Sween Loses Starting Job

For the second straight year, the Cowboys will see their quarterback replaced midway through the season. Will this year's change be as successful as last year's? With a late-November shootout against league-leader BYU and two tough road games at San Diego State and Utah following this weekend's home battle against UNLV, it better be—or the Pokes can forget about playing in December.

After Wyoming opened 2006 with four losses in its first five games, then-freshman quarterback Karsten Sween took over the starting role from junior Jacob Doss and led the Pokes to five victories in just seven contests, sparking the team to bowl eligibility and a third-place conference finish.

Now just one year later, Sween has found himself following in Doss's footsteps, and coaches hope a change of quarterbacks will be as profitable as it was a season ago.

Former backup Ian Hetrick will replace Sween this Saturday, making his first ever start for Wyoming when the Pokes take on UNLV in Laramie at 12:00 p.m.

"We hope that he does a great job and manages the game for us," head coach Joe Glenn said, adding that offensive coordinator Bill Cockhill will call the game and determine how many snaps each of the Pokes' gunslingers will take.

Turnovers are the main reason for the lineup change. Sween has had at least one in each of the Cowboys' seven games this season, including throwing eight picks over the last four contests.

A four-interception outing at Ohio prompted coaches to bench Sween midway through the third quarter, but Hetrick threw a pick of his own on his first pass, and a Bobcat defender took it all the way back for a touchdown. Sween started the next three games for the Cowboys (although Hetrick has seen field time in each of the past two contests), but when he tossed up three picks against Air Force last week, coaches pulled him once again.

"We've had a little trouble managing the game, so it's up to Ian to protect the football," Glenn said.
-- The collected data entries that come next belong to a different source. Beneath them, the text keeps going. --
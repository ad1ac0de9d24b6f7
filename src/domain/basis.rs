//! Basic building blocks.

use std::{
    f64::consts::PI,
    ops::{Add, Neg, Sub},
};

use nalgebra::{Rotation2, Vector2};

#[derive(Clone, Copy, Debug, Default, PartialEq, PartialOrd)]
pub struct Position {
    x: f64,
    y: f64,
}

impl Position {
    pub const fn new(x: f64, y: f64) -> Self {
        Self { x, y }
    }

    pub fn x(&self) -> f64 {
        self.x
    }

    pub fn y(&self) -> f64 {
        self.y
    }

    pub fn distance(&self, position: Self) -> f64 {
        (position - *self).norm()
    }

    pub fn translated(&self, dx: f64, dy: f64) -> Position {
        Position::new(self.x + dx, self.y + dy)
    }

    /// Rotates this point about `pivot`.
    pub fn rotated_about(&self, pivot: Position, angle: Angle) -> Position {
        pivot + Rotation2::new(angle.0) * (*self - pivot)
    }

    /// Direction from this point to `position`, measured counter-clockwise from the positive
    /// x-axis.
    pub fn heading_to(&self, position: Position) -> Angle {
        Angle::new((position.y - self.y).atan2(position.x - self.x))
    }

    /// Point at `length` along `heading`.
    pub fn project(&self, heading: Angle, length: f64) -> Position {
        *self + heading.unit_vector() * length
    }
}

impl From<Position> for (f32, f32) {
    fn from(value: Position) -> Self {
        (value.x as f32, value.y as f32)
    }
}

impl From<Position> for (f64, f64) {
    fn from(value: Position) -> Self {
        (value.x, value.y)
    }
}

impl From<Position> for Vector2<f64> {
    fn from(value: Position) -> Self {
        Vector2::new(value.x, value.y)
    }
}

impl Add<Vector2<f64>> for Position {
    type Output = Position;

    fn add(self, rhs: Vector2<f64>) -> Self::Output {
        Self {
            x: self.x + rhs.x,
            y: self.y + rhs.y,
        }
    }
}

impl Sub for Position {
    type Output = Vector2<f64>;

    fn sub(self, rhs: Self) -> Self::Output {
        Vector2::new(self.x - rhs.x, self.y - rhs.y)
    }
}

/// Angle stored in radians. Constructors and accessors for degrees are provided since sensor
/// layouts are configured in degrees.
#[derive(Clone, Copy, Debug, Default, PartialEq, PartialOrd)]
pub struct Angle(f64);

impl Angle {
    pub const fn new(radians: f64) -> Self {
        Self(radians)
    }

    pub fn from_deg(degree: f64) -> Self {
        Self(degree * PI / 180.0)
    }

    pub fn radians(self) -> f64 {
        self.0
    }

    pub fn deg(self) -> f64 {
        self.0 * (180.0 / PI)
    }

    /// Degrees normalized into `[0, 360)`.
    pub fn to_deg(self) -> f64 {
        normalize_deg(self.deg())
    }

    pub fn unit_vector(self) -> Vector2<f64> {
        Vector2::new(self.0.cos(), self.0.sin())
    }

    /// Unsigned angle between two vectors.
    pub fn between(a: &Vector2<f64>, b: &Vector2<f64>) -> Angle {
        if a.norm() == 0.0 || b.norm() == 0.0 {
            return Angle::default();
        }
        Angle(a.angle(b))
    }
}

/// Maps any angle in degrees into `[0, 360)`.
pub fn normalize_deg(degree: f64) -> f64 {
    let normalized = degree.rem_euclid(360.0);
    if normalized >= 360.0 {
        0.0
    } else {
        normalized
    }
}

impl Neg for Angle {
    type Output = Self;

    fn neg(self) -> Self::Output {
        Angle(-self.0)
    }
}

impl Add for Angle {
    type Output = Angle;

    fn add(self, rhs: Self) -> Self::Output {
        Self(self.0 + rhs.0)
    }
}

impl Sub for Angle {
    type Output = Angle;

    fn sub(self, rhs: Self) -> Self::Output {
        Self(self.0 - rhs.0)
    }
}

impl From<Angle> for f64 {
    fn from(value: Angle) -> Self {
        value.0
    }
}

impl From<Angle> for f32 {
    fn from(value: Angle) -> Self {
        value.0 as f32
    }
}

#[derive(Clone, Copy, Debug, Default, PartialEq, PartialOrd)]
pub struct Velocity(f64);

impl Velocity {
    pub const fn new(velocity: f64) -> Self {
        Self(velocity)
    }
}

impl From<Velocity> for f64 {
    fn from(value: Velocity) -> Self {
        value.0
    }
}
"We've talked about this ever since Ohio, but when we protect the ball, we win, and when we don't, we lose."

Hetrick had by far his best outing of the season against the Falcons, completing six passes on eight attempts and leading the Cowboys inside the AFA five-yard line on their final drive before being held to a field goal.

Coaches hope it was a sign of better things to come.

"Ian's job is to put the ball on the money, protect the football and throw the ball in the center of the bull's eye," Glenn said.

The way the Cowboys' defense has played this season, all he'll really need to do is avoid throwing interceptions. The Pokes are ranked eighth in the nation in total defense despite the offense and special teams continually helping out the opposition with turnovers and dismal kick coverage. Sween and Hetrick, on the other hand, have combined for 13 interceptions and just eight touchdowns through seven games.

"I think our team is together," Glenn said, "but there is a lot of frustration from the defense. At Ohio and then last week, we just keep turning it over, and the defense keeps coming in and stopping them and keeps us in the game. But there's frustration from everybody, from our fans to our coaches to our players to the guys committing the turnovers.

"It's got to stop if we want to smile a little bit."

If he can control the ball against the Rebels this weekend, Hetrick will have plenty to smile about.

If not, the Pokes' shot at playing in the postseason could be in serious jeopardy.